Desperation actions are:
  • Damage Resistance: Gain Damage Reduction of 2 points until the end of your next turn.
  • Burst: Increase your movement rate by 20 feet until the end of your next turn.
  • Focus: Gain a bonus die level equal to your Chapter level+1 when you attempt any Challenge roll.
  • Recovery: End a negative status on you.
  • Arcane Boost: Spells cost 1 spell point per your Chapter level less than normal until the end of your next turn.
  • Desperate Strike: Gain a bonus WD per your Chapter level. Apply this as bonus damage to an attack roll you have successfully landed. Use this trait after landing the attack.


So desperation points are much more impactful than a single or two loss of AP. They are to represent that "the fight is going really hard, you’re beaten down, and in desperation, you are able to tap into resources to achieve extraordinary tasks."
This puts me in mind of Jeff Vogel's CRPGs published through Spiderweb Software: Avernum (used to be Exile), Geneforge, For the Queen etc.
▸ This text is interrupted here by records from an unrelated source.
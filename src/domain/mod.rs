pub mod commission;
pub mod errors;
pub mod order;
pub mod payment;
pub mod ports;
pub mod secret;
pub mod stock;
pub mod wallet;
They all use a very similar action point system, with the caveat that you can take any action as long as you have 1 AP left, your turn will just end thereafter if it would take you over the maximum. They also had some interesting incentives, where items tended to be lower power than spells/abilities, but took only 2-3 AP to use, so working a wand/potion into your combat routine made a lot of sense. Those games use a point buy system with some primary attributes that serve as prerequisites and provide increasingly inefficient scaling to a large quantity of skills, and the skill that ups your action points is usually in high demand. They also did stuff like offering a chance to swing more than once once when you attacked, or items that occasionally made an action not take points or messing with the point efficiency of specific actions/movement and so on.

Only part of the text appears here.